Deixamos aqui o nosso muito obrigada às 15 participantes da oficina e às 153 pessoas que se inscreveram, que nos motivaram a desejar muitas outras oportunidades de criar jogos e trocar ideias com educadoras! Um agradecimento especial à “equipe de outros mundos”, as participantes que se engajaram na construção do jogo durante e fora da oficina, e que compartilharam conosco muitas possibilidades de vizinhanças brincantes e cuidadosas com todos os seres: Adriana, Cleidiane, Dani, Igor, Ivete, Maisa, Maria Clara (que ilustrou a bicharada multiinstrumentista mais charmosa que vocês vão encontrar por aí!), Neide e Roseli; e, claro, às equipes do BDMG Cultural e do Micrópolis (Fiu, Gabi, Marcela, Vitor e Belisa), que nos ajudaram a pensar, preparar e convidar para a oficina e a desenvolver nosso jogo, e que também caminham conosco experimentando novos mundos.

Para nós é muito especial a oportunidade de conversar com educadoras. Tanto porque adoramos aprender sobre práticas pedagógicas quanto porque pensamos que esse grupo tem um grande potencial multiplicador do jogo que foi feito na oficina e do processo de criação de outros jogos. Para nós, é também uma possibilidade de ampliar a conversa sobre os modelos de educação e pedagogia que reproduzimos em nossa sociedade, em nossas escolas e nossas comunidades. Vimos pensando que uma educação para a liberdade não pode se fundar na transmissão de conhecimentos de um mestre que sabe para um aluno que não sabe – processo que funciona mais para reproduzir desigualdades do que para participar da emancipação das estudantes.

Gostamos de investigar caminhos para uma construção coletiva de conhecimentos a partir da prática de cada uma e da experiência do grupo. Pensamos que o jogo pode ser uma interface para inverter as lógicas de hierarquia e poder na “sala de aula” (e, esperamos, muito mais fora dela), por permitir que estudantes tenham autonomia para compreender e desvendar os temas e conteúdos do jogo coletivamente sem a necessidade de um mestre-explicador-transmissor-de-conhecimentos. No jogo que criamos, as estudantes são ativas: ao jogar, elas observam, comparam, interpretam, resolvem conflitos, criam laços e agem em coletividade. Buscamos trazer temas que importam à sua vizinhança e à sua vida, e, como o saber sócio-espacial está muito ligado à experiência, podemos partir do que já se sabe para buscar novos conhecimentos. Esperamos que o jogo comece boas conversas por aí!
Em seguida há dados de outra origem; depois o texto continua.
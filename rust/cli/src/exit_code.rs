//! Process exit codes.

pub const SUCCESS: i32 = 0;

/// Any failure: bad arguments, bad configuration, I/O, engine rejection or
/// failed statistics validation.
pub const ERROR: i32 = 2;

/// The run stopped before finishing (exit code of a Ctrl+C'd process).
pub const INTERRUPTED: i32 = 130;
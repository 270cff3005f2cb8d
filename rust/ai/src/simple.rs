//! Fixed-policy agents used as opponents and for data generation.

use hulhe_engine::player::Action;
use hulhe_engine::state::Observation;
use rand::SeedableRng;
use rand::seq::IndexedRandom;
use rand_chacha::ChaCha8Rng;

use crate::{Agent, preferred};

/// Picks uniformly among the legal actions with its own seeded RNG.
#[derive(Debug, Clone)]
pub struct RandomAgent {
    rng: ChaCha8Rng,
}

impl RandomAgent {
    pub fn new(seed: u64) -> Self {
        Self {
            rng: ChaCha8Rng::seed_from_u64(seed),
        }
    }
}

impl Agent for RandomAgent {
    fn decide(&mut self, _obs: &Observation, legal: &[Action]) -> Action {
        legal.choose(&mut self.rng).copied().unwrap_or(Action::Fold)
    }

    fn name(&self) -> &str {
        "RandomAgent"
    }
}

/// Raise whenever allowed, otherwise call, otherwise check.
#[derive(Debug, Clone, Copy, Default)]
pub struct AggressiveAgent;

impl Agent for AggressiveAgent {
    fn decide(&mut self, _obs: &Observation, legal: &[Action]) -> Action {
        preferred(legal, &[Action::Raise, Action::Call, Action::Check, Action::Fold])
    }

    fn name(&self) -> &str {
        "AggressiveAgent"
    }
}

/// Never raises: checks when free, calls otherwise.
#[derive(Debug, Clone, Copy, Default)]
pub struct PassiveAgent;

impl Agent for PassiveAgent {
    fn decide(&mut self, _obs: &Observation, legal: &[Action]) -> Action {
        preferred(legal, &[Action::Check, Action::Call, Action::Fold])
    }

    fn name(&self) -> &str {
        "PassiveAgent"
    }
}
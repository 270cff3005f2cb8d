//! Human-readable rendering of finished hands for `gamelog.txt`.
//!
//! ```rust
//! use hulhe_cli::formatters::action_label;
//! use hulhe_engine::player::LoggedAction;
//!
//! assert_eq!(action_label(LoggedAction::BigBlind), "big_blind");
//! ```

use std::io::{self, Write};

use hulhe_engine::cards::format_cards;
use hulhe_engine::game::Street;
use hulhe_engine::logger::HandRecord;
use hulhe_engine::player::LoggedAction;
use hulhe_engine::state::{EndReason, Winner};

pub fn action_label(action: LoggedAction) -> &'static str {
    match action {
        LoggedAction::SmallBlind => "small_blind",
        LoggedAction::BigBlind => "big_blind",
        LoggedAction::Fold => "fold",
        LoggedAction::Check => "check",
        LoggedAction::Call => "call",
        LoggedAction::Raise => "raise",
    }
}

pub fn street_label(street: Street) -> &'static str {
    match street {
        Street::Preflop => "PREFLOP",
        Street::Flop => "FLOP",
        Street::Turn => "TURN",
        Street::River => "RIVER",
    }
}

pub fn winner_label(winner: Winner) -> String {
    match winner {
        Winner::Seat(s) => format!("Seat {s}"),
        Winner::Tie => "Tie".to_string(),
    }
}

/// Writes one hand block: starting holdings, the action log grouped by
/// street and the final stacks.
pub fn write_hand_log(w: &mut dyn Write, hand_no: u64, rec: &HandRecord) -> io::Result<()> {
    writeln!(w, "--- Hand #{hand_no} ({}) ---", rec.hand_id)?;
    writeln!(w, "Button is Seat {}", rec.button)?;
    for seat in 0..2 {
        writeln!(
            w,
            "Seat {seat}, Hand: {}, Stack: {}",
            format_cards(&rec.hole_cards[seat]),
            rec.starting_stacks[seat]
        )?;
    }
    writeln!(w, "\n--- Actions ---")?;

    let mut current: Option<Street> = None;
    for entry in &rec.actions {
        if current != Some(entry.street) {
            current = Some(entry.street);
            writeln!(w, "\n** {} **", street_label(entry.street))?;
            if !entry.after.board.is_empty() {
                writeln!(w, "Board: {}", format_cards(&entry.after.board))?;
            }
        }
        writeln!(
            w,
            "Seat {}, action: {}, Stack: {}, Pot: {}",
            entry.seat,
            action_label(entry.action),
            entry.after.seats[entry.seat].stack,
            entry.after.pot
        )?;
    }

    let reason = match rec.result.reason {
        EndReason::Fold => "fold",
        EndReason::Showdown => "showdown",
    };
    writeln!(w, "\n--- Results ({reason}) ---")?;
    writeln!(w, "Board: {}", format_cards(&rec.board))?;
    for seat in 0..2 {
        let end = i64::from(rec.starting_stacks[seat]) + rec.result.net[seat];
        writeln!(
            w,
            "Seat {seat}, Hand: {}, Stack: {end} ({:+})",
            format_cards(&rec.hole_cards[seat]),
            rec.result.net[seat]
        )?;
    }
    writeln!(w, "Pot: {}", rec.result.pot)?;
    writeln!(w, "Winner: {}", winner_label(rec.result.winner))?;
    writeln!(w, "{}\n", "=".repeat(30))
}
//! `deal`: one hand's cards, straight from a seeded deck.
//!
//! Cards come off the deck in the same order the engine deals them (seat 0
//! hole cards, seat 1 hole cards, then the board), so the output matches the
//! first hand of a `sim` run with the same seed.

use std::io::Write;

use hulhe_engine::cards::format_cards;
use hulhe_engine::deck::{Dealer, Deck};
use hulhe_engine::hand::{HandRanker, StandardRanker, evaluate_hand};

use crate::config;
use crate::error::CliError;

pub fn handle_deal_command(seed: Option<u64>, out: &mut dyn Write) -> Result<(), CliError> {
    let seed = match seed {
        Some(s) => s,
        None => config::load()?.seed.unwrap_or_else(rand::random),
    };
    let mut deck = Deck::new_with_seed(seed);
    deck.shuffle();
    let h0 = deck.draw(2)?;
    let h1 = deck.draw(2)?;
    let board = deck.draw(5)?;
    let holes = [[h0[0], h0[1]], [h1[0], h1[1]]];

    let ranker = StandardRanker;
    for (seat, hole) in holes.iter().enumerate() {
        let mut seven = hole.to_vec();
        seven.extend_from_slice(&board);
        writeln!(
            out,
            "Seat {seat}: {} ({:?})",
            format_cards(hole),
            evaluate_hand(&seven).category
        )?;
    }
    writeln!(out, "Board: {}", format_cards(&board))?;

    let s0 = ranker.evaluate(&holes[0], &board);
    let s1 = ranker.evaluate(&holes[1], &board);
    let winner = match s0.cmp(&s1) {
        std::cmp::Ordering::Less => "Seat 0".to_string(),
        std::cmp::Ordering::Greater => "Seat 1".to_string(),
        std::cmp::Ordering::Equal => "Tie".to_string(),
    };
    writeln!(out, "Winner: {winner}")?;
    Ok(())
}
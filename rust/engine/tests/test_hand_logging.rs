use std::fs;

use hulhe_engine::engine::Engine;
use hulhe_engine::game::Street;
use hulhe_engine::logger::{HandLogger, HandRecord};
use hulhe_engine::player::{Action, LoggedAction};
use hulhe_engine::rules::{StackMode, TableConfig};

fn folded_hand() -> (Engine, hulhe_engine::state::TableState) {
    let mut eng = Engine::new(TableConfig::default(), 21).unwrap();
    let state = eng.start_hand(StackMode::Even).unwrap();
    let sb = state.button;
    eng.apply_action(sb, Action::Raise).unwrap();
    eng.apply_action(1 - sb, Action::Raise).unwrap();
    let state = eng.apply_action(sb, Action::Fold).unwrap();
    (eng, state)
}

#[test]
fn action_log_records_blinds_and_snapshots() {
    let (_, state) = folded_hand();
    let kinds: Vec<LoggedAction> = state.action_log.iter().map(|e| e.action).collect();
    assert_eq!(
        kinds,
        vec![
            LoggedAction::SmallBlind,
            LoggedAction::BigBlind,
            LoggedAction::Raise,
            LoggedAction::Raise,
            LoggedAction::Fold
        ]
    );
    assert!(state.action_log.iter().all(|e| e.street == Street::Preflop));
    let raise = &state.action_log[3];
    assert_eq!(raise.after.pot, 10);
    assert_eq!(raise.after.seats[raise.seat].current_bet, 6);
    assert_eq!(raise.after.seats[raise.seat].stack, 194);
}

#[test]
fn record_reconstructs_starting_stacks() {
    let (_, state) = folded_hand();
    let rec = HandRecord::from_state("20250102-000001".into(), Some(21), &state).unwrap();
    assert_eq!(rec.starting_stacks, [200, 200]);
    assert_eq!(rec.result.pot, 10);
    assert_eq!(rec.actions.len(), 5);
}

#[test]
fn unfinished_hand_has_no_record() {
    let mut eng = Engine::new(TableConfig::default(), 1).unwrap();
    let state = eng.start_hand(StackMode::Even).unwrap();
    assert!(HandRecord::from_state("x".into(), None, &state).is_none());
}

#[test]
fn writes_jsonl_with_lf_only() {
    let dir = tempfile::tempdir().unwrap();
    let path = dir.path().join("logs").join("hands.jsonl");
    let (_, state) = folded_hand();
    {
        let mut logger = HandLogger::create(&path).expect("create logger");
        let id = logger.next_id();
        let rec = HandRecord::from_state(id, Some(21), &state).unwrap();
        logger.write(&rec).expect("write");
        logger.write(&rec).expect("write");
    }
    let bytes = fs::read(&path).expect("read file");
    assert!(bytes.ends_with(b"\n"));
    assert!(!bytes.contains(&b'\r'));
    let text = String::from_utf8(bytes).unwrap();
    assert_eq!(text.lines().count(), 2);
    let back: HandRecord = serde_json::from_str(text.lines().next().unwrap()).unwrap();
    assert!(back.ts.is_some(), "ts should be injected");
    assert_eq!(back.result, state.result.unwrap());
}

#[test]
fn sequential_ids_increment() {
    let mut logger = HandLogger::new(Vec::new(), "20251231");
    assert_eq!(logger.next_id(), "20251231-000001");
    assert_eq!(logger.next_id(), "20251231-000002");
}

#[test]
fn existing_timestamp_is_kept() {
    let (_, state) = folded_hand();
    let mut logger = HandLogger::new(Vec::new(), "20260101");
    let mut rec = HandRecord::from_state(logger.next_id(), None, &state).unwrap();
    rec.ts = Some("2026-01-01T00:00:00Z".into());
    logger.write(&rec).unwrap();

    let bytes = logger.into_inner().unwrap();
    let back: HandRecord = serde_json::from_slice(bytes.strip_suffix(b"\n").unwrap()).unwrap();
    assert_eq!(back, rec);
}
Caso surjam dúvidas ou tenham sugestões para melhorias, falem com a gente: coletivoasmargens@gmail.com

Às Margens

 

Coletivo formado pelas arquitetas e urbanistas Aline Franceschini e Isabela Izidoro, que se descobriram educadoras e ilustradoras a partir da sua prática. Desde 2015 experimentam, em ações de pequena escala, diferentes modos de viver e se relacionar com as outras pessoas e com a natureza. O jogo é uma de suas principais ferramentas de trabalho, na busca por uma educação para a liberdade para que as pessoas e grupos tenham autonomia nas criações cotidianas de seus modos de vida e de seus territórios.